Muchas veces me preguntan: Es posible el paso de negociador a mediador? Honestamente, fue algo que yo misma me pregunté varias veces durante mi inicio como mediadora. Después de negociar a nivel internacional por más de una década, sería posible ponerme del otro lado? Sería posible ser negociador por un lado y mediador por el otro?

Ahora, mi respuesta es simple: Un negociador nunca deja de ser negociador, y la mediación es una negociación asistida por un tercero neutral e imparcial, el Mediador. Cabe destacar que el mediador debe ser un buen negociador, pero en mediación nunca dejará salir al negociador puro.

El mediador es lo que me gusta llamar un negociador encubierto, negocia con las partes, negocia con los letrados pero siempre desde otra posición. El mediador negocia facilitando la comunicación entre las partes, suavizando la entrega del mensaje cuando viene cargado de hostilidad, intentando lograr que las partes se tranquilicen para dar lo mejor de ellas y puedan pensar claramente, resguardando la confidencialidad del proceso al 100%. El mediador es un negociador carismático y empático que practica la escucha activa a la perfección, que logra que las partes se concentren en el ahora y en el futuro, que no queden estancas en el pasado, logra que las partes negocien como iguales, y las ayuda a descubrir que es lo que realmente las trae a la mesa de la mediación.

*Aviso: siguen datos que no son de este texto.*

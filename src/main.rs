use std::{
    fs,
    io::{self, Read, Write},
    path::{Path, PathBuf},
};

use anyhow::Context;
use clap::{Parser, Subcommand};
use log::info;
use rayon::prelude::*;
use textkit::{
    Align, ControlCharPolicy, ConvertOptions, EncodingName, ErrorPolicy, PadOptions, WrapOptions,
    XmlOptions, bytes_to_xml, fill, guess_encoding, pad_to_width, text_to_xml, text_width, to_bytes,
    to_text, wrap, xml_to_bytes, xml_to_text,
};

#[derive(Parser)]
#[command(version, about = "Measure, wrap and convert text of unknown encoding")]
struct Cli {
    /// Encoding of the input; guessed per file when omitted
    #[arg(long, global = true)]
    encoding: Option<String>,
    /// What to do with bytes or characters the encoding cannot handle
    #[arg(long, global = true, default_value_t = ErrorPolicy::Replace)]
    errors: ErrorPolicy,
    #[command(subcommand)]
    command: Command,
}

#[derive(Subcommand)]
enum Command {
    /// Print the display width of each line
    Width {
        /// How to treat control characters
        #[arg(long, default_value_t = ControlCharPolicy::Replace)]
        control: ControlCharPolicy,
        files: Vec<PathBuf>,
    },
    /// Cut each line to a display width
    Chop {
        #[arg(long)]
        width: usize,
        /// Pad shorter lines with spaces up to the width
        #[arg(long)]
        pad: bool,
        /// Pad on the left instead of the right
        #[arg(long, requires = "pad")]
        right: bool,
        files: Vec<PathBuf>,
    },
    /// Wrap the whole input as one paragraph
    Wrap {
        #[command(flatten)]
        layout: Layout,
        files: Vec<PathBuf>,
    },
    /// Refill each blank-line separated paragraph
    Fill {
        #[command(flatten)]
        layout: Layout,
        files: Vec<PathBuf>,
    },
    /// Print the guessed encoding of each file
    Guess {
        #[arg(required = true)]
        files: Vec<PathBuf>,
    },
    /// Re-encode the input
    Convert {
        /// Output encoding
        #[arg(long, default_value = "utf-8")]
        to: String,
        files: Vec<PathBuf>,
    },
    /// Escape the input as XML character data
    Xml {
        /// Output encoding; unencodable characters become references
        #[arg(long, default_value = "utf-8")]
        to: String,
        /// Escape double quotes too
        #[arg(long)]
        attribute: bool,
        #[arg(long, default_value_t = ControlCharPolicy::Replace)]
        control: ControlCharPolicy,
        /// Treat the input as binary and emit base64
        #[arg(long, conflicts_with_all = ["attribute", "control"])]
        binary: bool,
        files: Vec<PathBuf>,
    },
    /// Resolve XML references back to text
    Unxml {
        /// Output encoding
        #[arg(long, default_value = "utf-8")]
        to: String,
        /// Decode base64 produced by `xml --binary`
        #[arg(long)]
        binary: bool,
        files: Vec<PathBuf>,
    },
}

#[derive(clap::Args, Clone, Copy)]
struct Layout {
    /// Maximum display width of a line
    #[arg(long, default_value_t = textkit::display::wrap::DEFAULT_WIDTH)]
    width: usize,
}

/// One input: a named file, or standard input when no files are given.
struct Source {
    label: String,
    bytes: Vec<u8>,
}

fn read_sources(files: &[PathBuf]) -> anyhow::Result<Vec<Source>> {
    if files.is_empty() {
        let mut bytes = Vec::new();
        io::stdin()
            .read_to_end(&mut bytes)
            .context("reading standard input")?;
        return Ok(vec![Source {
            label: "<stdin>".into(),
            bytes,
        }]);
    }
    files.iter().map(|path| read_file(path)).collect()
}

fn read_file(path: &Path) -> anyhow::Result<Source> {
    let bytes = fs::read(path).with_context(|| format!("reading {}", path.display()))?;
    info!("read {} byte(s) from {}", bytes.len(), path.display());
    Ok(Source {
        label: path.display().to_string(),
        bytes,
    })
}

impl Cli {
    fn input_encoding(&self, source: &Source) -> anyhow::Result<EncodingName> {
        match &self.encoding {
            Some(label) => Ok(textkit::canonical_encoding(label)?),
            None => {
                let guessed = guess_encoding(source.bytes.as_slice())?;
                info!("guessed {guessed} for {}", source.label);
                Ok(guessed)
            }
        }
    }

    fn decode(&self, source: &Source) -> anyhow::Result<String> {
        let encoding = self.input_encoding(source)?;
        let options = ConvertOptions::new(encoding.as_str()).errors(self.errors);
        let text = to_text(source.bytes.as_slice(), &options)
            .with_context(|| format!("decoding {}", source.label))?;
        Ok(text.into_owned())
    }

    fn encode(&self, text: &str, encoding: &str) -> anyhow::Result<Vec<u8>> {
        let options = ConvertOptions::new(encoding).errors(self.errors);
        Ok(to_bytes(text, &options)?.into_owned())
    }

    fn texts(&self, files: &[PathBuf]) -> anyhow::Result<Vec<String>> {
        read_sources(files)?
            .iter()
            .map(|source| self.decode(source))
            .collect()
    }
}

fn paragraphs(text: &str) -> Vec<String> {
    let mut out = Vec::new();
    let mut current = String::new();
    for line in text.lines() {
        if line.trim().is_empty() {
            if !current.is_empty() {
                out.push(std::mem::take(&mut current));
            }
            continue;
        }
        current.push_str(line);
        current.push('\n');
    }
    if !current.is_empty() {
        out.push(current);
    }
    out
}

fn run(cli: &Cli, out: &mut impl Write) -> anyhow::Result<()> {
    match &cli.command {
        Command::Width { control, files } => {
            for text in cli.texts(files)? {
                for (idx, line) in text.lines().enumerate() {
                    let width = text_width(line, *control)
                        .with_context(|| format!("measuring line {}", idx + 1))?;
                    writeln!(out, "{width}")?;
                }
            }
        }
        Command::Chop {
            width,
            pad,
            right,
            files,
        } => {
            let align = if *right { Align::Right } else { Align::Left };
            let options = PadOptions::default().chop(*width).align(align);
            for text in cli.texts(files)? {
                for line in text.lines() {
                    let line = if *pad {
                        pad_to_width(line, *width, &options)
                    } else {
                        textkit::chop_to_width(line, *width).to_string()
                    };
                    writeln!(out, "{line}")?;
                }
            }
        }
        Command::Wrap { layout, files } => {
            for text in cli.texts(files)? {
                for line in wrap(&text, WrapOptions::new(layout.width)) {
                    writeln!(out, "{line}")?;
                }
            }
        }
        Command::Fill { layout, files } => {
            for text in cli.texts(files)? {
                let filled: Vec<String> = paragraphs(&text)
                    .iter()
                    .map(|para| fill(para, layout.width))
                    .collect();
                if !filled.is_empty() {
                    writeln!(out, "{}", filled.join("\n\n"))?;
                }
            }
        }
        Command::Guess { files } => {
            let guesses: Vec<anyhow::Result<(String, EncodingName)>> = files
                .par_iter()
                .map(|path| -> anyhow::Result<(String, EncodingName)> {
                    let source = read_file(path)?;
                    let encoding = guess_encoding(source.bytes.as_slice())?;
                    Ok((source.label, encoding))
                })
                .collect();
            for guess in guesses {
                let (label, encoding) = guess?;
                writeln!(out, "{label}: {encoding}")?;
            }
        }
        Command::Convert { to, files } => {
            for text in cli.texts(files)? {
                out.write_all(&cli.encode(&text, to)?)?;
            }
        }
        Command::Xml {
            to,
            attribute,
            control,
            binary,
            files,
        } => {
            for source in read_sources(files)? {
                if *binary {
                    out.write_all(&bytes_to_xml(&source.bytes))?;
                    writeln!(out)?;
                    continue;
                }
                let text = cli.decode(&source)?;
                let options = XmlOptions::new(to).attribute(*attribute).control_chars(*control);
                let xml = text_to_xml(&text, &options)
                    .with_context(|| format!("escaping {}", source.label))?;
                out.write_all(&xml)?;
            }
        }
        Command::Unxml { to, binary, files } => {
            for source in read_sources(files)? {
                if *binary {
                    let raw = xml_to_bytes(&source.bytes)
                        .with_context(|| format!("decoding base64 in {}", source.label))?;
                    out.write_all(&raw)?;
                    continue;
                }
                let encoding = cli.input_encoding(&source)?;
                let text = xml_to_text(&source.bytes, encoding.as_str(), cli.errors)
                    .with_context(|| format!("decoding {}", source.label))?;
                out.write_all(&cli.encode(&text, to)?)?;
            }
        }
    }
    Ok(())
}

/// Entry point for the `textkit` command-line tool.
///
/// Reads each named file, or standard input when none are given, and writes
/// the result of the chosen subcommand to standard output. Logging goes to
/// standard error and is controlled with `RUST_LOG` (default `warn`).
///
/// # Examples
///
/// ```sh
/// # Display width of every line
/// textkit width notes.txt
///
/// # Wrap Shift_JIS input to 40 columns
/// textkit --encoding shift_jis wrap --width 40 memo.txt
///
/// # Guess the encoding of several files in parallel
/// textkit guess *.txt
/// ```
fn main() -> anyhow::Result<()> {
    env_logger::Builder::from_env(env_logger::Env::default().default_filter_or("warn")).init();
    let cli = Cli::parse();
    let stdout = io::stdout();
    let mut out = stdout.lock();
    run(&cli, &mut out)?;
    out.flush()?;
    Ok(())
}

El proceso es del mediador, de ese negociador encubierto; pero las estrellas de la mediación son las partes y ellas, solo ellas, pueden negociar específica y profundamente el tema que los convoca a la mediación.
En pocas palabras... soy negociadora y soy mediadora, pero al ingresar a la sala de mediación cuelgo el sombrero de negociadora cerca de mi silla, siempre al alcance de la mano!!.